Provides a Python class to easily calculate the TF-IDF scores of a collection of documents produced over time. The class can also create an HTML page visualizing how documents' topics vary over time.
The file example.py shows a small example based on Kenneth Lay's sent messages e-mails, taken from the Enron e-mail archive.
The usage is fairly simple:
from tempo_tfidf import TempoTFIDF
dates = ['2007-05-23', '2008-04-23']
docs = ['This is one doc', 'This is the doc with a strange word']
scorer = TempoTFIDF()
doc_scores = scorer.score_documents(docs, dates, time_unit='month')
scorer.visualize(doc_scores, path='visualize.html')
Scoring functionality requires only packages available in most base Python installs. However, jinja2 is required for the HTML visualization. The Pattern package -- only available for Python 2.x -- allows for additional text cleaning, potentially improving the output.
See requirements.txt for complete details.
This package uses a modified version of the standard TF-IDF equation.

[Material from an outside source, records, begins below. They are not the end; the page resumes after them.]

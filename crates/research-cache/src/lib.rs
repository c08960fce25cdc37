pub mod kv;
pub mod process;
pub mod results;

pub use kv::{is_empty_sentinel, empty_sentinel, BlobCache, DiskKvCache, MemoryKvCache};
pub use process::ProcessCache;
pub use results::{ResultsStore, StoredBundle, StoredLlmOutput};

Term frequency is the raw count of word w in time unit t:
f_w,t = count(f_t)
Inverse document frequency is defined as one plus the log of the number of time units N divided by the number of time units w appears plus one:
if_w = 1 + log( (N / (count(w_T) + 1)) )
As usual, w's score in time t is:
TFIDF_w,t = f_w,t * if_w
Viegas, Fernanda B., Scott Golder, and Judith Donath. "Visualizing Email Content: Portraying Relationships from Conversational Histories." Proceedings of ACM CHI, April 2006.
Manning, Christopher D., Prabhakar Raghavan, and Hinrich Schütze. Introduction to Information Retrieval. Cambridge UP: 2008. Ch. 6, but esp. p. 128.